What the Eightfold lawsuit means for buyers — and why Tenzo took a different approach
Over the last few weeks, I’ve heard the same question from talent leaders and procurement teams: does the lawsuit against Eightfold change how we should think about AI in hiring? The answer is yes — but not in the way some people assume.
The lesson here is not that companies should avoid AI in hiring. The lesson is that buyers should be much more careful about how AI is used, what data it relies on, how transparent it is to candidates, and whether people can challenge inaccurate information before it affects a hiring decision.
According to the complaint filed on January 20, 2026, the plaintiffs allege that Eightfold generated applicant evaluations used in hiring without giving job seekers the disclosures, access, and dispute rights they argue are required under federal and California consumer-reporting laws.1 Reuters reported that the suit centers on claims that candidates were scored without meaningful notice and without a meaningful opportunity to contest errors.2
The complaint also alleges that Eightfold assembled information from sources beyond what a candidate directly submitted, including public and third-party online sources such as LinkedIn, Crunchbase, GitHub, job boards, and résumé databases, and then used that information to produce rankings or evaluations for employers.1
That is exactly what Tenzo was built to avoid
At Tenzo, we have taken a very different approach from the beginning.
We do not believe hiring teams should have to rely on a black-box score built from hidden web data. We do not believe candidates should be judged by information they never knowingly supplied. And we do not believe AI should sit outside normal standards of transparency, reviewability, and basic fairness.
Tenzo evaluates what candidates actually provide
Tenzo is built around information candidates directly submit, along with information collected in the hiring workflow itself. We are not scraping the public web to build hidden candidate profiles.
Tenzo makes evaluation contestable
Candidates should not be trapped inside a mystery process. Our philosophy is that people should be able to understand how they are being evaluated and challenge information that is wrong or incomplete.

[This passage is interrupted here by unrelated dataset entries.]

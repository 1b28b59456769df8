use chrono::NaiveDate;
use serde::{Deserialize, Serialize};

use super::ledger::to_rows;
use super::metal::Metal;
use crate::errors::CoreError;

/// Aggregated position in one metal, derived from the ledger.
#[derive(Debug, Clone, PartialEq, Serialize, Deserialize)]
pub struct MetalSummary {
    pub metal: Metal,

    /// Net quantity held (purchases minus sales and cost liquidations)
    pub total_quantity: f64,

    /// Cash put into purchases of this metal (rebalance purchases included)
    pub total_invested: f64,

    /// Unit price of the chronologically last ledger row for this metal
    pub last_unit_price: f64,

    /// total_quantity × last_unit_price
    pub current_value: f64,

    /// current_value − total_invested
    pub profit_loss: f64,

    /// profit_loss / total_invested × 100, or 0 when nothing was invested
    pub roi_percent: f64,
}

/// Per-metal summary of a ledger, one row per metal present.
///
/// Always recomputed from the ledger; never updated incrementally.
#[derive(Debug, Clone, Default, PartialEq, Serialize, Deserialize)]
pub struct Summary {
    pub rows: Vec<MetalSummary>,
}

impl Summary {
    pub fn get(&self, metal: Metal) -> Option<&MetalSummary> {
        self.rows.iter().find(|r| r.metal == metal)
    }

    pub fn is_empty(&self) -> bool {
        self.rows.is_empty()
    }

    pub fn total_invested(&self) -> f64 {
        self.rows.iter().map(|r| r.total_invested).sum()
    }

    pub fn total_value(&self) -> f64 {
        self.rows.iter().map(|r| r.current_value).sum()
    }

    pub fn total_profit_loss(&self) -> f64 {
        self.rows.iter().map(|r| r.profit_loss).sum()
    }

    /// Flat `column → value` table for export collaborators.
    pub fn to_rows(&self) -> Result<Vec<serde_json::Map<String, serde_json::Value>>, CoreError> {
        to_rows(&self.rows)
    }
}

/// Share of one metal in the portfolio's current value.
#[derive(Debug, Clone, PartialEq, Serialize, Deserialize)]
pub struct MetalWeight {
    pub metal: Metal,
    pub quantity: f64,
    pub price: f64,
    pub value: f64,
    pub weight_percent: f64,
}

/// Portfolio state at one valuation date (for time-series charts).
#[derive(Debug, Clone, PartialEq, Serialize, Deserialize)]
pub struct PerformancePoint {
    pub date: NaiveDate,
    pub portfolio_value: f64,
    pub invested_amount: f64,
    pub profit_loss: f64,
    pub roi_percent: f64,
}

/// Outcome of one named allocation in a strategy comparison.
#[derive(Debug, Clone, PartialEq, Serialize, Deserialize)]
pub struct StrategyComparison {
    pub name: String,
    pub invested: f64,
    pub final_value: f64,
    pub profit_loss: f64,
    pub roi_percent: f64,
    pub annualized_return_percent: f64,
    pub years: f64,
}
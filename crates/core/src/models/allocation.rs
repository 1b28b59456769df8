use serde::{Deserialize, Serialize};
use std::collections::{BTreeMap, HashMap};

use super::metal::Metal;
use crate::errors::CoreError;

/// Tolerance allowed on the weight sum when rebalancing.
pub const REBALANCE_SUM_TOLERANCE: f64 = 0.01;

/// Target percentage split of capital across the four metals.
///
/// Metals not present in the map have weight 0. Weights are percentages
/// (40.0 means 40%), not fractions.
#[derive(Debug, Clone, Default, PartialEq, Serialize, Deserialize)]
pub struct Allocation {
    weights: BTreeMap<Metal, f64>,
}

impl Allocation {
    pub fn new() -> Self {
        Self::default()
    }

    /// Build from `(metal, weight)` pairs. Repeated metals overwrite.
    pub fn from_pairs(pairs: impl IntoIterator<Item = (Metal, f64)>) -> Self {
        Self {
            weights: pairs.into_iter().collect(),
        }
    }

    /// Build from string keys as the UI hands them over (`{"gold": 40, ...}`).
    /// Unrecognized keys are rejected with `UnknownMetal`.
    pub fn from_named(named: &HashMap<String, f64>) -> Result<Self, CoreError> {
        let mut weights = BTreeMap::new();
        for (name, weight) in named {
            weights.insert(Metal::parse(name)?, *weight);
        }
        Ok(Self { weights })
    }

    /// Builder-style setter.
    pub fn with(mut self, metal: Metal, weight: f64) -> Self {
        self.weights.insert(metal, weight);
        self
    }

    pub fn weight(&self, metal: Metal) -> f64 {
        self.weights.get(&metal).copied().unwrap_or(0.0)
    }

    /// Sum of the weights, compensated (Neumaier) so the result is the
    /// correctly rounded total and does not depend on the order metals are
    /// added in. `{gold: 33.4, silver: 33.3, platinum: 33.3}` sums to 100.0.
    pub fn sum(&self) -> f64 {
        let mut sum = 0.0_f64;
        let mut compensation = 0.0_f64;
        for &weight in self.weights.values() {
            let t = sum + weight;
            if sum.abs() >= weight.abs() {
                compensation += (sum - t) + weight;
            } else {
                compensation += (weight - t) + sum;
            }
            sum = t;
        }
        sum + compensation
    }

    /// Metals with a strictly positive weight, in display order.
    pub fn active(&self) -> impl Iterator<Item = (Metal, f64)> + '_ {
        self.weights
            .iter()
            .filter(|(_, w)| **w > 0.0)
            .map(|(m, w)| (*m, *w))
    }

    /// All explicitly listed metals with their weights, in display order.
    pub fn iter(&self) -> impl Iterator<Item = (Metal, f64)> + '_ {
        self.weights.iter().map(|(m, w)| (*m, *w))
    }

    /// Validation for an initial build: non-negative weights summing to exactly 100.
    ///
    /// "Exactly" is judged on the compensated sum from [`Allocation::sum`].
    pub fn validate_exact(&self) -> Result<(), CoreError> {
        self.validate_non_negative()?;
        let sum = self.sum();
        if sum != 100.0 {
            return Err(CoreError::InvalidAllocation { sum });
        }
        Ok(())
    }

    /// Validation for a rebalance: non-negative weights within `tolerance` of 100.
    pub fn validate_within(&self, tolerance: f64) -> Result<(), CoreError> {
        self.validate_non_negative()?;
        let sum = self.sum();
        if (sum - 100.0).abs() > tolerance {
            return Err(CoreError::InvalidAllocation { sum });
        }
        Ok(())
    }

    fn validate_non_negative(&self) -> Result<(), CoreError> {
        for (metal, weight) in &self.weights {
            if *weight < 0.0 || !weight.is_finite() {
                return Err(CoreError::InvalidWeight {
                    metal: metal.to_string(),
                    weight: *weight,
                });
            }
        }
        Ok(())
    }
}
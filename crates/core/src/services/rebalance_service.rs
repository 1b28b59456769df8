use chrono::NaiveDate;
use log::{debug, warn};

use crate::errors::CoreError;
use crate::models::allocation::{Allocation, REBALANCE_SUM_TOLERANCE};
use crate::models::ledger::{Ledger, LedgerEntry, OperationType};
use crate::models::metal::Metal;
use crate::models::price::{PriceRow, PriceSeries};
use crate::services::price_service::PriceService;

/// Differences smaller than this share of total value are not traded.
const REBALANCE_THRESHOLD: f64 = 0.01;

/// Slack allowed when comparing a sell request with the held quantity.
const HOLDING_TOLERANCE: f64 = 1e-9;

/// Appends sell and rebalance operations to a ledger.
///
/// Both operations price at the first row on or after the trade date (the
/// last row when the date is past the series end). They are strict: a metal
/// that must trade but has no price fails the whole call, and a failed call
/// never yields a partial ledger.
pub struct RebalanceService {
    price_service: PriceService,
}

impl RebalanceService {
    pub fn new() -> Self {
        Self {
            price_service: PriceService::new(),
        }
    }

    /// Trade the ledger back towards `target` on `rebalance_date`.
    ///
    /// All holdings are valued at market price; a metal absent from `target`
    /// has a 0% target and is sold off. A metal whose value is off its target by more than 1% of the total
    /// gets a RebalancePurchase (priced with the margin added) or a
    /// RebalanceSale (priced with the margin removed). Smaller drifts are left
    /// alone. An empty ledger, an empty series or a worthless portfolio comes
    /// back unchanged.
    pub fn rebalance(
        &self,
        ledger: &Ledger,
        prices: &PriceSeries,
        target: &Allocation,
        rebalance_date: NaiveDate,
        margin_percent: f64,
    ) -> Result<Ledger, CoreError> {
        target.validate_within(REBALANCE_SUM_TOLERANCE)?;

        if ledger.is_empty() || prices.is_empty() {
            return Ok(ledger.clone());
        }
        let Some(row) = self.price_service.trading_row(prices, rebalance_date) else {
            return Ok(ledger.clone());
        };

        let holdings = ledger.holdings();
        let mut positions: Vec<(Metal, f64, f64, Option<f64>)> = Vec::new();
        let mut total_value = 0.0;

        // Metals missing from the target count as 0%, so holdings of them are sold down
        for metal in Metal::ALL {
            let weight = target.weight(metal);
            let quantity = holdings.get(&metal).copied().unwrap_or(0.0);
            if weight <= 0.0 && quantity <= HOLDING_TOLERANCE {
                continue;
            }
            let price = row.usable_price(metal);
            if price.is_none() && quantity > HOLDING_TOLERANCE {
                warn!(
                    "No usable {} price on {}, holding of {} left out of the rebalance",
                    metal, row.date, quantity
                );
            }
            let value = price.map(|p| quantity * p).unwrap_or(0.0);
            total_value += value;
            positions.push((metal, weight, value, price));
        }

        if total_value <= 0.0 {
            return Ok(ledger.clone());
        }

        let mut trades = Vec::new();
        for (metal, weight, current_value, price) in positions {
            let difference = total_value * weight / 100.0 - current_value;
            if difference.abs() <= total_value * REBALANCE_THRESHOLD {
                continue;
            }
            let price = match price {
                Some(p) => p,
                None => return Err(missing_price(prices, row, metal)),
            };

            if difference > 0.0 {
                let unit_price = price * (1.0 + margin_percent / 100.0);
                trades.push(LedgerEntry::new(
                    rebalance_date,
                    OperationType::RebalancePurchase,
                    metal,
                    difference / unit_price,
                    unit_price,
                    difference,
                ));
            } else {
                let quantity = difference.abs() / price;
                let unit_price = price * (1.0 - margin_percent / 100.0);
                trades.push(LedgerEntry::new(
                    rebalance_date,
                    OperationType::RebalanceSale,
                    metal,
                    -quantity,
                    unit_price,
                    -(quantity * unit_price),
                ));
            }
        }

        debug!(
            "Rebalance on {}: {} trades against total value {:.2}",
            rebalance_date,
            trades.len(),
            total_value
        );

        Ok(ledger.appended(trades))
    }

    /// Sell `quantity` of `metal` on `date`.
    ///
    /// Returns the new ledger and the cash proceeds
    /// (`quantity × price × (1 − margin)`).
    ///
    /// Errors:
    /// - `InsufficientHoldings` if `quantity` is not positive or exceeds
    ///   the ledger's net holding of the metal.
    /// - `UnknownMetal` / `MissingPriceData` if the metal cannot be priced.
    pub fn sell(
        &self,
        ledger: &Ledger,
        metal: Metal,
        quantity: f64,
        date: NaiveDate,
        prices: &PriceSeries,
        margin_percent: f64,
    ) -> Result<(Ledger, f64), CoreError> {
        let held = ledger.held_quantity(metal);
        if quantity.is_nan() || quantity <= 0.0 || quantity > held + HOLDING_TOLERANCE {
            return Err(CoreError::InsufficientHoldings {
                metal: metal.to_string(),
                requested: quantity,
                held,
            });
        }

        if !prices.has_metal(metal) {
            return Err(CoreError::UnknownMetal(metal.to_string()));
        }
        let row = self
            .price_service
            .trading_row(prices, date)
            .ok_or(CoreError::MissingPriceData {
                metal: metal.to_string(),
                date,
            })?;
        let price = row
            .usable_price(metal)
            .ok_or_else(|| missing_price(prices, row, metal))?;

        let unit_price = price * (1.0 - margin_percent / 100.0);
        let proceeds = quantity * unit_price;

        let sale = LedgerEntry::new(
            date,
            OperationType::Sale,
            metal,
            -quantity,
            unit_price,
            -proceeds,
        );

        debug!("Sold {} {} on {} for {:.2}", quantity, metal, date, proceeds);

        Ok((ledger.appended([sale]), proceeds))
    }
}

impl Default for RebalanceService {
    fn default() -> Self {
        Self::new()
    }
}

fn missing_price(prices: &PriceSeries, row: &PriceRow, metal: Metal) -> CoreError {
    if prices.has_metal(metal) {
        CoreError::MissingPriceData {
            metal: metal.to_string(),
            date: row.date,
        }
    } else {
        CoreError::UnknownMetal(metal.to_string())
    }
}
use log::{debug, warn};
use serde::{Deserialize, Serialize};

use crate::errors::CoreError;
use crate::models::allocation::Allocation;
use crate::models::ledger::{Ledger, LedgerEntry, OperationType};
use crate::models::price::{FallbackOrder, PriceSeries};
use crate::models::schedule::ScheduleEntry;
use crate::services::price_service::PriceService;

/// Result of building a ledger from a schedule, with data-gap diagnostics.
#[derive(Debug, Clone, Default, PartialEq, Serialize, Deserialize)]
pub struct BuildOutcome {
    pub ledger: Ledger,

    /// Schedule entries dropped because no price row resolved for their date
    pub skipped_entries: usize,

    /// Single-metal purchases dropped because that metal had no usable
    /// price on the resolved row
    pub skipped_allocations: usize,
}

/// Turns a purchase schedule into a ledger of weighted purchases.
///
/// Pure business logic: no I/O, inputs are never mutated.
pub struct PortfolioService {
    price_service: PriceService,
}

impl PortfolioService {
    pub fn new() -> Self {
        Self {
            price_service: PriceService::new(),
        }
    }

    /// Build the purchase ledger.
    ///
    /// For every schedule entry the price row is resolved with the canonical
    /// fallback order (exact → next → previous). Each metal with a positive
    /// weight then receives `amount × weight / 100`, bought at the row price
    /// marked up by `purchase_margin_percent`. The margin reduces the quantity
    /// received; the cash spent stays the allocated amount.
    ///
    /// Empty schedule or empty price series → empty ledger (not an error).
    /// Allocation not summing to exactly 100 → `InvalidAllocation`.
    pub fn build_portfolio(
        &self,
        schedule: &[ScheduleEntry],
        prices: &PriceSeries,
        allocation: &Allocation,
        purchase_margin_percent: f64,
    ) -> Result<BuildOutcome, CoreError> {
        allocation.validate_exact()?;

        if schedule.is_empty() || prices.is_empty() {
            return Ok(BuildOutcome::default());
        }

        let margin_factor = 1.0 + purchase_margin_percent / 100.0;
        let mut entries = Vec::new();
        let mut skipped_entries = 0;
        let mut skipped_allocations = 0;

        for item in schedule {
            let Some(row) =
                self.price_service
                    .resolve_row(prices, item.date, FallbackOrder::NextThenPrevious)
            else {
                warn!("No price data around {}, skipping contribution of {}", item.date, item.amount);
                skipped_entries += 1;
                continue;
            };

            for (metal, weight) in allocation.active() {
                let allocated_amount = item.amount * weight / 100.0;

                let Some(unit_price) = row.usable_price(metal) else {
                    warn!(
                        "No usable {} price on {} (scheduled {}), skipping {:.2}",
                        metal, row.date, item.date, allocated_amount
                    );
                    skipped_allocations += 1;
                    continue;
                };

                let price_with_margin = unit_price * margin_factor;
                let quantity = allocated_amount / price_with_margin;

                entries.push(LedgerEntry::new(
                    item.date,
                    OperationType::Purchase,
                    metal,
                    quantity,
                    price_with_margin,
                    allocated_amount,
                ));
            }
        }

        debug!(
            "Built ledger: {} purchases from {} schedule entries ({} entries skipped, {} allocations skipped)",
            entries.len(),
            schedule.len(),
            skipped_entries,
            skipped_allocations
        );

        Ok(BuildOutcome {
            ledger: Ledger::from_entries(entries),
            skipped_entries,
            skipped_allocations,
        })
    }
}

impl Default for PortfolioService {
    fn default() -> Self {
        Self::new()
    }
}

Tenzo is designed for explainability
We focus on structured, job-related criteria, clear rubrics, and transparent reasoning — not vague reputation scores or hidden inferences.
Tenzo keeps humans in control
AI should help teams collect information, assess against defined criteria, and move faster. It should not quietly replace human judgment in high-stakes hiring decisions.
What buyers should actually care about
The wrong way to buy AI for hiring is to ask, “Which vendor has the most automation?” The better question is: “Which vendor can help us move faster without making the process less transparent, less defensible, or less fair?”
In my view, buyers should pressure-test every vendor in this category on four things.
1. Where does the data come from?
If a vendor is pulling together candidate profiles from public-web sources, inferred traits, or third-party data that the candidate never knowingly supplied in the hiring process, that should raise immediate questions. The Eightfold complaint puts that issue front and center.1
Tenzo’s approach is straightforward: evaluate candidates based on the information they provide and the information generated inside the hiring workflow itself. That makes the process cleaner, easier to explain, and easier to defend.
2. Can a candidate understand and challenge the evaluation?
This is the part of the conversation that has been missing from too much of the AI hiring market. If a system helps determine who advances and who gets screened out, there has to be a path to contest information that is wrong.
At Tenzo, we believe candidates should be able to understand how they are being evaluated in practical terms: what criteria matter, what information was considered, and what can be corrected or clarified. That does not mean exposing proprietary internals. It means building a process that is transparent enough to be challenged and improved.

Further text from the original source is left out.